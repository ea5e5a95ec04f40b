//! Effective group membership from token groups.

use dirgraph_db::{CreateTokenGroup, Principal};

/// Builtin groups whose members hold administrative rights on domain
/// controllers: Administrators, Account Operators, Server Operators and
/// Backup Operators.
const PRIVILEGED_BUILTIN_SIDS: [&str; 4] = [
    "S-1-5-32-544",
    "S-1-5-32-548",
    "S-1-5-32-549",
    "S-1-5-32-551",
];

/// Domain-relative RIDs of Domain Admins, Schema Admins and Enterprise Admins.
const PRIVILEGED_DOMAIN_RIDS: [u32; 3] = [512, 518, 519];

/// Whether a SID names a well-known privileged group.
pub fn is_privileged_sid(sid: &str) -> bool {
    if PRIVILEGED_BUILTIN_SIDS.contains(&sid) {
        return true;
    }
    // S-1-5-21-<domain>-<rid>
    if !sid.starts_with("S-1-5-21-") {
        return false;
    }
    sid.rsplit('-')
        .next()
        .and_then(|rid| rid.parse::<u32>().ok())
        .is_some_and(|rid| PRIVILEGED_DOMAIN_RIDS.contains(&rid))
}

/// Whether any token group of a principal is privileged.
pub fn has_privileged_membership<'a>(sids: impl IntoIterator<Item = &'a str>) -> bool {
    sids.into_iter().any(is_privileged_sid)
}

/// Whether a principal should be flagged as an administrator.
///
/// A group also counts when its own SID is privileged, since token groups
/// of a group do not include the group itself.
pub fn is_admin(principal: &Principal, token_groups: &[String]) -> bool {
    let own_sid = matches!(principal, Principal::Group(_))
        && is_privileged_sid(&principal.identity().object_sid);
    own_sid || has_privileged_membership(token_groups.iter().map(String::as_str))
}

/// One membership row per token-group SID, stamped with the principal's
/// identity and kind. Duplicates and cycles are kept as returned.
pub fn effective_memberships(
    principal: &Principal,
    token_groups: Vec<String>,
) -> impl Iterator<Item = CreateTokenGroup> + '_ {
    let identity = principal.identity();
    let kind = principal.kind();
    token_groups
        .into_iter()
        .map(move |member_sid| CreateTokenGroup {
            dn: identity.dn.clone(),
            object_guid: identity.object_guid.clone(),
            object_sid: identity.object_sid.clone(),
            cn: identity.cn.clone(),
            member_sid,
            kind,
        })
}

Problem statement: The response consists of the lines above that contain "Whether".

Answer to this task:
/// Whether a SID names a well-known privileged group.
/// Whether any token group of a principal is privileged.
/// Whether a principal should be flagged as an administrator.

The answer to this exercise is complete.